AIM OF THE EXERCISE
Set down all the records below, word for word.

AVAILABLE DATA
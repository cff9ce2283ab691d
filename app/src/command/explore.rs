//! Explore view: list projects grouped by customer or developer id.

use clap::ValueEnum;
use onebrain_core::{Error, IndexField};
use onebrain_records::RecordView;
use tracing::info;

use super::init_components;

/// Field the explore listing groups by.
#[derive(Debug, Clone, Copy, PartialEq, Eq, ValueEnum)]
pub enum GroupBy {
    Customer,
    Developer,
}

impl GroupBy {
    const fn field(self) -> IndexField {
        match self {
            Self::Customer => IndexField::CustomerId,
            Self::Developer => IndexField::DeveloperId,
        }
    }
}

// clap needs Display for default_value_t; keep it in sync with the
// ValueEnum variant names
impl std::fmt::Display for GroupBy {
    fn fmt(&self, f: &mut std::fmt::Formatter<'_>) -> std::fmt::Result {
        match self {
            Self::Customer => write!(f, "customer"),
            Self::Developer => write!(f, "developer"),
        }
    }
}

/// Input parameters for the Explore command strategy.
#[derive(Debug, Clone)]
pub struct ExploreInput {
    /// Field to group by
    pub by: GroupBy,
    /// ID or name fragment
    pub term: String,
}

/// Strategy for executing the Explore command.
///
/// Tries an exact field filter first, then falls back to an
/// unconstrained semantic search.
#[derive(Debug, Clone, Copy)]
pub struct ExploreStrategy;

impl super::CommandStrategy for ExploreStrategy {
    type Input = ExploreInput;

    async fn execute(&self, input: Self::Input) -> anyhow::Result<()> {
        let common = init_components()?;
        let resolver = &common.resolver;

        let records = match resolver
            .resolve_by_field(input.by.field(), &input.term)
            .await
        {
            Ok(records) => records,
            Err(Error::EmptyInput(what)) => {
                println!("{what} is required");
                return Ok(());
            }
            Err(Error::Unavailable(e)) => {
                info!("Search backend unavailable: {e}");
                println!("No data available");
                return Ok(());
            }
            Err(e @ Error::NotFound { .. }) => return Err(e.into()),
        };

        if records.is_empty() {
            println!("No projects found for '{}'", input.term);
            return Ok(());
        }

        for record in &records {
            let view = RecordView::from_record(record, resolver.patterns());
            println!("{} ({})", view.project_name, view.project_id);
            println!(
                "  Health: {} • Priority: {} • Due: {}",
                view.health, view.priority, view.due_date
            );
            println!("  Developer: {}", view.developer_name);
            println!();
        }
        Ok(())
    }
}
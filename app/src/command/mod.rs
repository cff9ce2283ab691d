//! Static strategy pattern for CLI commands.
//!
//! Each command is a separate strategy with its own type, enabling
//! compile-time dispatch: no boxed trait objects, no runtime overhead.
//! Shared components are built once per invocation from the loaded
//! configuration and passed by reference into whatever needs them.

use onebrain_config::Config;
use onebrain_providers::{OpenAiProvider, PineconeIndex};
use onebrain_records::{FieldPatterns, RecordResolver};
use tracing::info;

mod explore;
mod inbox;
mod ingest;
mod init;
mod intent;
mod query;
mod version;

pub use explore::{ExploreInput, ExploreStrategy, GroupBy};
pub use inbox::{InboxInput, InboxStrategy};
pub use ingest::{IngestInput, IngestStrategy};
pub use init::InitStrategy;
pub use intent::{IntentInput, IntentStrategy};
pub use query::{QueryInput, QueryStrategy};
pub use version::VersionStrategy;

/// Components shared by every index-touching command.
pub struct CommonComponents {
    pub provider: OpenAiProvider,
    pub resolver: RecordResolver<PineconeIndex<OpenAiProvider>>,
}

/// Load the config and wire provider, index, and resolver together.
pub fn init_components() -> anyhow::Result<CommonComponents> {
    let config = Config::load()?;
    info!("Loaded config from ~/onebrain/config.json");

    let provider = OpenAiProvider::new(config.providers.openai.api_key)
        .with_models(config.models.chat_model, config.models.embed_model);
    let index = PineconeIndex::new(config.index.api_key, config.index.host, provider.clone())
        .with_namespace(config.index.namespace);
    let patterns = FieldPatterns::new()?;

    Ok(CommonComponents {
        provider,
        resolver: RecordResolver::new(index, patterns),
    })
}

/// Core trait defining the contract for all command strategies.
///
/// # Design Principles
/// - **Static dispatch**: All calls are monomorphized at compile time
/// - **Type safety**: Each strategy defines its own input type via associated type
/// - **Extensibility**: Adding new commands requires only implementing this trait
pub trait CommandStrategy: Send + Sync + 'static {
    /// The input type this strategy accepts.
    type Input;

    /// Execute the command with the given input.
    ///
    /// # Errors
    /// Returns an error if command execution fails.
    async fn execute(&self, input: Self::Input) -> anyhow::Result<()>;
}
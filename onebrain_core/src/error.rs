use thiserror::Error;

pub type Result<T> = std::result::Result<T, Error>;

/// Failure taxonomy of the resolution core.
///
/// None of these is fatal to the host process; commands render them as
/// informational messages.
#[derive(Debug, Error)]
pub enum Error {
    /// No stored record matched any lookup variant of the supplied id.
    #[error("no record found (tried: {})", .tried.join(", "))]
    NotFound { tried: Vec<String> },

    /// A required text input was blank; rejected before any lookup.
    #[error("{0} must not be empty")]
    EmptyInput(&'static str),

    /// The vector store or model provider could not be reached.
    #[error("upstream unavailable: {0}")]
    Unavailable(#[source] anyhow::Error),
}
#![warn(
    clippy::all,
    clippy::nursery,
    clippy::pedantic,
    clippy::style,
    clippy::complexity,
    clippy::perf,
    clippy::correctness,
    clippy::suspicious,
    clippy::unwrap_used,
    clippy::expect_used
)]
#![allow(
    clippy::similar_names,
    clippy::missing_safety_doc,
    clippy::missing_panics_doc,
    clippy::missing_errors_doc
)]

//! Record identity, normalization, and fallback extraction.
//!
//! Everything here is deliberately free of network concerns: the
//! resolver talks to the store through the `VectorIndex` trait and the
//! remaining modules are pure functions over record text.

pub mod activity;
pub mod extract;
pub mod ingest;
pub mod normalize;
pub mod resolve;
pub mod view;

pub use activity::append_activity;
pub use extract::{FieldPatterns, extract};
pub use ingest::{IngestEntry, IngestReport, build_record, build_records};
pub use normalize::id_variants;
pub use resolve::RecordResolver;
pub use view::RecordView;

OUTPUT
repository cff9ce2283ab691d
filename app/src/command/explore.rs
//! Explore view: list projects grouped by customer or developer id.

use clap::ValueEnum;
use onebrain_core::{Error, IndexField};
use onebrain_records::RecordView;
use tracing::info;

use super::init_components;

/// Field the explore listing groups by.
#[derive(Debug, Clone, Copy, PartialEq, Eq, ValueEnum)]
pub enum GroupBy {
    Customer,
    Developer,
}

impl GroupBy {
    const fn field(self) -> IndexField {
        match self {
            Self::Customer => IndexField::CustomerId,
            Self::Developer => IndexField::DeveloperId,
        }
    }
}

// clap needs Display for default_value_t; keep it in sync with the
// ValueEnum variant names
impl std::fmt::Display for GroupBy {
    fn fmt(&self, f: &mut std::fmt::Formatter<'_>) -> std::fmt::Result {
        match self {
            Self::Customer => write!(f, "customer"),
            Self::Developer => write!(f, "developer"),
        }
    }
}

/// Input parameters for the Explore command strategy.
#[derive(Debug, Clone)]
pub struct ExploreInput {
    /// Field to group by
    pub by: GroupBy,
    /// ID or name fragment
    pub term: String,
}

/// Strategy for executing the Explore command.
///
/// Tries an exact field filter first, then falls back to an
/// unconstrained semantic search.
#[derive(Debug, Clone, Copy)]
pub struct ExploreStrategy;

impl super::CommandStrategy for ExploreStrategy {
    type Input = ExploreInput;

    async fn execute(&self, input: Self::Input) -> anyhow::Result<()> {
        let common = init_components()?;
        let resolver = &common.resolver;

        let records = match resolver
            .resolve_by_field(input.by.field(), &input.term)
            .await
        {
            Ok(records) => records,
            Err(Error::EmptyInput(what)) => {
                println!("{what} is required");
                return Ok(());
            }
            Err(Error::Unavailable(e)) => {
                info!("Search backend unavailable: {e}");
                println!("No data available");
                return Ok(());
            }
            Err(e @ Error::NotFound { .. }) => return Err(e.into()),
        };

        if records.is_empty() {
            println!("No projects found for '{}'", input.term);
            return Ok(());
        }

        for record in &records {
            let view = RecordView::from_record(record, resolver.patterns());
            println!("{} ({})", view.project_name, view.project_id);
            println!(
                "  Health: {} • Priority: {} • Due: {}",
                view.health, view.priority, view.due_date
            );
            println!("  Developer: {}", view.developer_name);
            println!();
        }
        Ok(())
    }
}
filename app/src/command/mod.rs
repository cff9ce2283ab691d
//! Static strategy pattern for CLI commands.
//!
//! Each command is a separate strategy with its own type, enabling
//! compile-time dispatch: no boxed trait objects, no runtime overhead.
//! Shared components are built once per invocation from the loaded
//! configuration and passed by reference into whatever needs them.

use onebrain_config::Config;
use onebrain_providers::{OpenAiProvider, PineconeIndex};
use onebrain_records::{FieldPatterns, RecordResolver};
use tracing::info;

mod explore;
mod inbox;
mod ingest;
mod init;
mod intent;
mod query;
mod version;

pub use explore::{ExploreInput, ExploreStrategy, GroupBy};
pub use inbox::{InboxInput, InboxStrategy};
pub use ingest::{IngestInput, IngestStrategy};
pub use init::InitStrategy;
pub use intent::{IntentInput, IntentStrategy};
pub use query::{QueryInput, QueryStrategy};
pub use version::VersionStrategy;

/// Components shared by every index-touching command.
pub struct CommonComponents {
    pub provider: OpenAiProvider,
    pub resolver: RecordResolver<PineconeIndex<OpenAiProvider>>,
}

/// Load the config and wire provider, index, and resolver together.
pub fn init_components() -> anyhow::Result<CommonComponents> {
    let config = Config::load()?;
    info!("Loaded config from ~/onebrain/config.json");

    let provider = OpenAiProvider::new(config.providers.openai.api_key)
        .with_models(config.models.chat_model, config.models.embed_model);
    let index = PineconeIndex::new(config.index.api_key, config.index.host, provider.clone())
        .with_namespace(config.index.namespace);
    let patterns = FieldPatterns::new()?;

    Ok(CommonComponents {
        provider,
        resolver: RecordResolver::new(index, patterns),
    })
}

/// Core trait defining the contract for all command strategies.
///
/// # Design Principles
/// - **Static dispatch**: All calls are monomorphized at compile time
/// - **Type safety**: Each strategy defines its own input type via associated type
/// - **Extensibility**: Adding new commands requires only implementing this trait
pub trait CommandStrategy: Send + Sync + 'static {
    /// The input type this strategy accepts.
    type Input;

    /// Execute the command with the given input.
    ///
    /// # Errors
    /// Returns an error if command execution fails.
    async fn execute(&self, input: Self::Input) -> anyhow::Result<()>;
}
filename onebrain_core/src/error.rs
use thiserror::Error;

pub type Result<T> = std::result::Result<T, Error>;

/// Failure taxonomy of the resolution core.
///
/// None of these is fatal to the host process; commands render them as
/// informational messages.
#[derive(Debug, Error)]
pub enum Error {
    /// No stored record matched any lookup variant of the supplied id.
    #[error("no record found (tried: {})", .tried.join(", "))]
    NotFound { tried: Vec<String> },

    /// A required text input was blank; rejected before any lookup.
    #[error("{0} must not be empty")]
    EmptyInput(&'static str),

    /// The vector store or model provider could not be reached.
    #[error("upstream unavailable: {0}")]
    Unavailable(#[source] anyhow::Error),
}
#![warn(
    clippy::all,
    clippy::nursery,
    clippy::pedantic,
    clippy::style,
    clippy::complexity,
    clippy::perf,
    clippy::correctness,
    clippy::suspicious,
    clippy::unwrap_used,
    clippy::expect_used
)]
#![allow(
    clippy::similar_names,
    clippy::missing_safety_doc,
    clippy::missing_panics_doc,
    clippy::missing_errors_doc
)]

//! Record identity, normalization, and fallback extraction.
//!
//! Everything here is deliberately free of network concerns: the
//! resolver talks to the store through the `VectorIndex` trait and the
//! remaining modules are pure functions over record text.

pub mod activity;
pub mod extract;
pub mod ingest;
pub mod normalize;
pub mod resolve;
pub mod view;

pub use activity::append_activity;
pub use extract::{FieldPatterns, extract};
pub use ingest::{IngestEntry, IngestReport, build_record, build_records};
pub use normalize::id_variants;
pub use resolve::RecordResolver;
pub use view::RecordView;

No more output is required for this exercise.